Key needs in health sector supplies: Pact with Abbot Group setting pace

The Guardian
Published at 12:35 PM Jul 16 2025
This time around, it is the US medical tools firm that is setting up shop, and all its needs are the relevant taxation environment and assurance of markets.
Photo: File
This time around, it is the US medical tools firm that is setting up shop, and all its needs are the relevant taxation environment and assurance of markets.

AN American multinational medical devices and health care company is reported to have agreed to establish a medical equipment manufacturing plant in Tanzania.

The significance of the pact concerned is that it comes about in a changed atmosphere on the world scene, with an implication that it is likely to be a win-win situation.

This dimension wasn’t mentioned at the signing ceremony, only that the new investment is expected to enhance access to diagnostic tools by vastly reducing reliance on imports.

The idea of import substitution was at the cornerstone of industrialisation strategies – for instance, as outlined around 1973 to 1975. It collapsed in 1977 when the government was pushed to accept the Open General Licence after a coffee price boom, and a routine loan need from the International Monetary Fund as a conditionality.

The difference between the old strategy of import substitution and the new one is that at that time the government was pinning its hopes chiefly on crop exports, under which the earnings would go into purchasing what was needed – from tractors to penicillin, not to speak of vehicles, etc.

This time around, it is the US medical tools firm that is setting up shop, and all its needs are the relevant taxation environment and assurance of markets.

It does not include where someone will unload a container of cheap medical equipment from wherever it is and soon compel the new firm to shut down. When that is still the case, the firm would have to target regional markets as a unified sphere.

The reason for this likelihood is that this is the sentiment heard from local and investment group officials.

This is one of the remarks an Abbott vice president for commercial operations on infectious diseases who signed the pact said.

According to the executive, the group’s partnership with the government began in October 2024, implying that the firm’s underlying strategy was drawn up prior to the reciprocal tariffs strategy the US started to apply early April this year.

The implication is that it is ready to take up the EAC, SADC and AfCFTA markets for East Africa, southern Africa and Africa-wide markets competitively right from start.

This pact ought to help a section of the legislature, and many of those who are now jostling for nomination, to move away from strategies of old that saw a key pension fund spend billions of shillings setting up a factory for making boots ostensibly to use our leather products and create jobs.

There are local firms with access to commercial banks that could have been entrusted with the project, with a number of state agencies just assuring the market. The problem would like in dislike for rich people, where signing an agreement with some would invite probing for corruption, etc.

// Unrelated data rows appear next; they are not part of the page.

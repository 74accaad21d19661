//! # Resilience Layer
//!
//! Composition root: builds the circuit breaker, retry executor, error
//! handling service and dead-letter processor from one [`ResilienceConfig`]
//! and the injected adapters, and owns the shutdown signal they share.

use std::future::Future;
use std::sync::{Arc, Mutex, PoisonError};

use serde::{Deserialize, Serialize};
use serde_json::json;
use tokio::task::JoinHandle;
use tracing::{debug, info, warn};

use crate::circuit_breaker::{CircuitBreaker, CircuitState};
use crate::config::ResilienceConfig;
use crate::dead_letter::{DeadLetterProcessor, DlqStatistics, FailureStore, InMemoryFailureStore};
use crate::handler::{ErrorHandlingDeps, ErrorHandlingService};
use crate::lifecycle::ShutdownSignal;
use crate::logging::{current_correlation_id, generate_correlation_id, with_correlation_id};
use crate::monitoring::{MetricSink, RecorderSink};
use crate::queue::QueueClient;
use crate::reporting::{AlertSink, LogAlertSink, WebhookAlertSink};
use crate::retry::RetryExecutor;
use crate::types::{ErrorKind, Failure, ResilienceError, Result};

/// Overall health of the layer
#[derive(Debug, Clone, Copy, PartialEq, Eq, Serialize, Deserialize)]
#[serde(rename_all = "SCREAMING_SNAKE_CASE")]
pub enum HealthStatus {
    Healthy,
    /// At least one circuit is open
    Degraded,
}

/// Operator summary of the layer
#[derive(Debug, Clone, PartialEq, Serialize, Deserialize)]
pub struct HealthReport {
    pub status: HealthStatus,
    pub open_circuits: Vec<String>,
    pub half_open_circuits: Vec<String>,
    pub total_errors: u64,
    pub dead_letter: Option<DlqStatistics>,
}

/// Builder for [`ResilienceLayer`]
///
/// Adapters left unset default to the `metrics` recorder, the log (or the
/// configured webhook) for alerts and an in-memory failure store. A queue
/// client is required when dead-letter processing is enabled.
pub struct ResilienceLayerBuilder {
    config: ResilienceConfig,
    queue: Option<Arc<dyn QueueClient>>,
    metric_sink: Option<Arc<dyn MetricSink>>,
    alert_sink: Option<Arc<dyn AlertSink>>,
    failure_store: Option<Arc<dyn FailureStore>>,
}

impl ResilienceLayerBuilder {
    pub fn new(config: ResilienceConfig) -> Self {
        Self {
            config,
            queue: None,
            metric_sink: None,
            alert_sink: None,
            failure_store: None,
        }
    }

    pub fn queue(mut self, queue: Arc<dyn QueueClient>) -> Self {
        self.queue = Some(queue);
        self
    }

    pub fn metric_sink(mut self, sink: Arc<dyn MetricSink>) -> Self {
        self.metric_sink = Some(sink);
        self
    }

    pub fn alert_sink(mut self, sink: Arc<dyn AlertSink>) -> Self {
        self.alert_sink = Some(sink);
        self
    }

    pub fn failure_store(mut self, store: Arc<dyn FailureStore>) -> Self {
        self.failure_store = Some(store);
        self
    }

    pub fn build(self) -> Result<ResilienceLayer> {
        let config = self.config;
        config.validate()?;

        if config.dlq.enabled && self.queue.is_none() {
            return Err(ResilienceError::InvalidConfig(
                "dlq.enabled requires a queue client".to_string(),
            ));
        }

        let alert_sink: Arc<dyn AlertSink> = match (self.alert_sink, config.alerting.webhook_url.as_deref()) {
            (Some(sink), _) => sink,
            (None, Some(url)) => Arc::new(WebhookAlertSink::new(&config.alerting, url)?),
            (None, None) => Arc::new(LogAlertSink),
        };
        let metric_sink: Arc<dyn MetricSink> = match self.metric_sink {
            Some(sink) => sink,
            None => Arc::new(RecorderSink),
        };
        let failure_store: Arc<dyn FailureStore> = match self.failure_store {
            Some(store) => store,
            None => Arc::new(InMemoryFailureStore::new()),
        };

        let shutdown = ShutdownSignal::new();
        let breaker = Arc::new(CircuitBreaker::new());
        let retry = RetryExecutor::with_circuit_breaker(Arc::clone(&breaker), config.circuit_breaker.clone());

        let errors = Arc::new(ErrorHandlingService::new(ErrorHandlingDeps {
            breaker: Arc::clone(&breaker),
            breaker_config: config.circuit_breaker.clone(),
            data_processing_retry: config.data_processing_retry.clone(),
            metric_sink,
            metrics: config.metrics.clone(),
            alert_sink,
            alerting: config.alerting.clone(),
            queue: self.queue.clone(),
            dead_letter_url: config.dlq.queue_url.clone(),
            shutdown: shutdown.clone(),
        }));

        let dead_letter = match (&self.queue, config.dlq.enabled) {
            (Some(queue), true) => Some(Arc::new(DeadLetterProcessor::new(
                config.dlq.clone(),
                Arc::clone(queue),
                failure_store,
                Arc::clone(&errors),
                shutdown.clone(),
            ))),
            _ => None,
        };

        Ok(ResilienceLayer {
            config,
            breaker,
            retry,
            errors,
            dead_letter,
            shutdown,
            dead_letter_task: Mutex::new(None),
        })
    }
}

/// The assembled resilience layer
pub struct ResilienceLayer {
    config: ResilienceConfig,
    breaker: Arc<CircuitBreaker>,
    retry: RetryExecutor,
    errors: Arc<ErrorHandlingService>,
    dead_letter: Option<Arc<DeadLetterProcessor>>,
    shutdown: ShutdownSignal,
    dead_letter_task: Mutex<Option<JoinHandle<()>>>,
}

impl ResilienceLayer {
    pub fn builder(config: ResilienceConfig) -> ResilienceLayerBuilder {
        ResilienceLayerBuilder::new(config)
    }

    pub fn config(&self) -> &ResilienceConfig {
        &self.config
    }

    pub fn circuit_breaker(&self) -> &Arc<CircuitBreaker> {
        &self.breaker
    }

    pub fn retry_executor(&self) -> &RetryExecutor {
        &self.retry
    }

    pub fn errors(&self) -> &Arc<ErrorHandlingService> {
        &self.errors
    }

    pub fn dead_letter(&self) -> Option<&Arc<DeadLetterProcessor>> {
        self.dead_letter.as_ref()
    }

    pub fn shutdown_signal(&self) -> &ShutdownSignal {
        &self.shutdown
    }

    /// Runs `operation` under the circuit for `key` with the configured
    /// breaker settings
    ///
    /// Operation failures are recorded with the error handling service and
    /// the fallback is served as a graceful degradation of `key`.
    pub async fn execute<F, Fut, T, FB>(&self, key: &str, operation: F, fallback: FB) -> T
    where
        F: FnOnce() -> Fut,
        Fut: Future<Output = std::result::Result<T, Failure>>,
        FB: FnOnce() -> T,
    {
        let correlation_id = current_correlation_id().unwrap_or_else(generate_correlation_id);
        with_correlation_id(correlation_id.clone(), async {
            let failure = match self.breaker.call(key, operation, &self.config.circuit_breaker).await {
                Ok(value) => return value,
                Err(failure) => failure,
            };

            let reason = if failure.kind == ErrorKind::CircuitOpen {
                warn!(circuit = %key, correlation_id = %correlation_id, "Circuit open, using fallback");
                "Circuit breaker protection"
            } else {
                self.errors
                    .handle(
                        key,
                        "execute",
                        &failure,
                        json!({ "correlationId": correlation_id, "operation": key }),
                    )
                    .await;
                "Circuit breaker fallback"
            };

            self.errors
                .handle_graceful_degradation(key, &failure, fallback(), reason)
                .await
        })
        .await
    }

    /// Runs `operation` with the configured retry policy, guarded by the
    /// circuit for `operation_id`
    ///
    /// Every failed attempt is recorded with the error handling service and
    /// the fallback's value is served as a graceful degradation.
    pub async fn execute_with_retry<F, Fut, T, FB, FbFut>(&self, operation_id: &str, operation: F, fallback: FB) -> T
    where
        F: FnMut() -> Fut,
        Fut: Future<Output = std::result::Result<T, Failure>>,
        FB: FnOnce(Failure) -> FbFut,
        FbFut: Future<Output = T>,
    {
        let correlation_id = current_correlation_id().unwrap_or_else(generate_correlation_id);
        let errors = &self.errors;

        let mut operation = operation;
        let recorded = move || {
            let attempt = operation();
            async move {
                let result = attempt.await;
                if let Err(failure) = &result {
                    errors
                        .handle(
                            operation_id,
                            "execute_with_retry",
                            failure,
                            json!({ "correlationId": current_correlation_id(), "operation": operation_id }),
                        )
                        .await;
                }
                result
            }
        };
        let degrade = move |failure: Failure| async move {
            if failure.kind == ErrorKind::CircuitOpen {
                debug!(operation = %operation_id, "Circuit open, using fallback");
            }
            let degraded = fallback(failure.clone()).await;
            errors
                .handle_graceful_degradation(operation_id, &failure, degraded, "Retry fallback")
                .await
        };

        with_correlation_id(
            correlation_id,
            self.retry
                .execute_with_retry(operation_id, recorded, degrade, &self.config.retry),
        )
        .await
    }

    /// Starts the dead-letter loop, if dead-letter processing is enabled
    ///
    /// Calling it again while the loop runs has no effect.
    pub fn start(&self) {
        let Some(processor) = &self.dead_letter else {
            return;
        };

        let mut task = self.dead_letter_task.lock().unwrap_or_else(PoisonError::into_inner);
        if task.as_ref().map_or(false, |t| !t.is_finished()) {
            return;
        }
        *task = Some(Arc::clone(processor).spawn(self.shutdown.clone()));
        info!("Resilience layer started");
    }

    /// Fires the shutdown signal and waits for the dead-letter loop to stop
    pub async fn shutdown(&self) {
        self.shutdown.trigger();

        let task = self
            .dead_letter_task
            .lock()
            .unwrap_or_else(PoisonError::into_inner)
            .take();
        if let Some(task) = task {
            if let Err(e) = task.await {
                warn!(error = %e, "Dead-letter loop ended abnormally");
            }
        }
        info!("Resilience layer stopped");
    }

    /// Summarises circuits, error totals and dead-letter statistics
    pub fn health(&self) -> HealthReport {
        let mut open_circuits = Vec::new();
        let mut half_open_circuits = Vec::new();
        for (key, status) in self.breaker.all_statuses() {
            match status.state {
                CircuitState::Open => open_circuits.push(key),
                CircuitState::HalfOpen => half_open_circuits.push(key),
                CircuitState::Closed => {}
            }
        }
        open_circuits.sort();
        half_open_circuits.sort();

        let status = if open_circuits.is_empty() {
            HealthStatus::Healthy
        } else {
            HealthStatus::Degraded
        };

        HealthReport {
            status,
            open_circuits,
            half_open_circuits,
            total_errors: self.errors.total_errors(),
            dead_letter: self.dead_letter.as_ref().map(|p| p.statistics()),
        }
    }

    /// Closes every circuit and clears all statistics
    pub fn reset_all(&self) {
        self.breaker.reset_all();
        self.errors.clear_statistics();
        if let Some(processor) = &self.dead_letter {
            processor.reset_statistics();
        }
    }
}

With foreign aid coming in and the world market at least for Africa free tariffs or custom duties, this sort of outlook was likely to persist, as it is still standard practice of procurement in many sectors.

Policy advisers and in particular the legislature have had difficulties altering the popular public ownership mentality for public-private  partnership, as all that are seen as hallmarks of enriching people with procurement tenders.

This sort of witch hunting has cost public coffers heavily. However, with the sharp diminution of foreign aid and rising tariffs, a change will hopefully occur.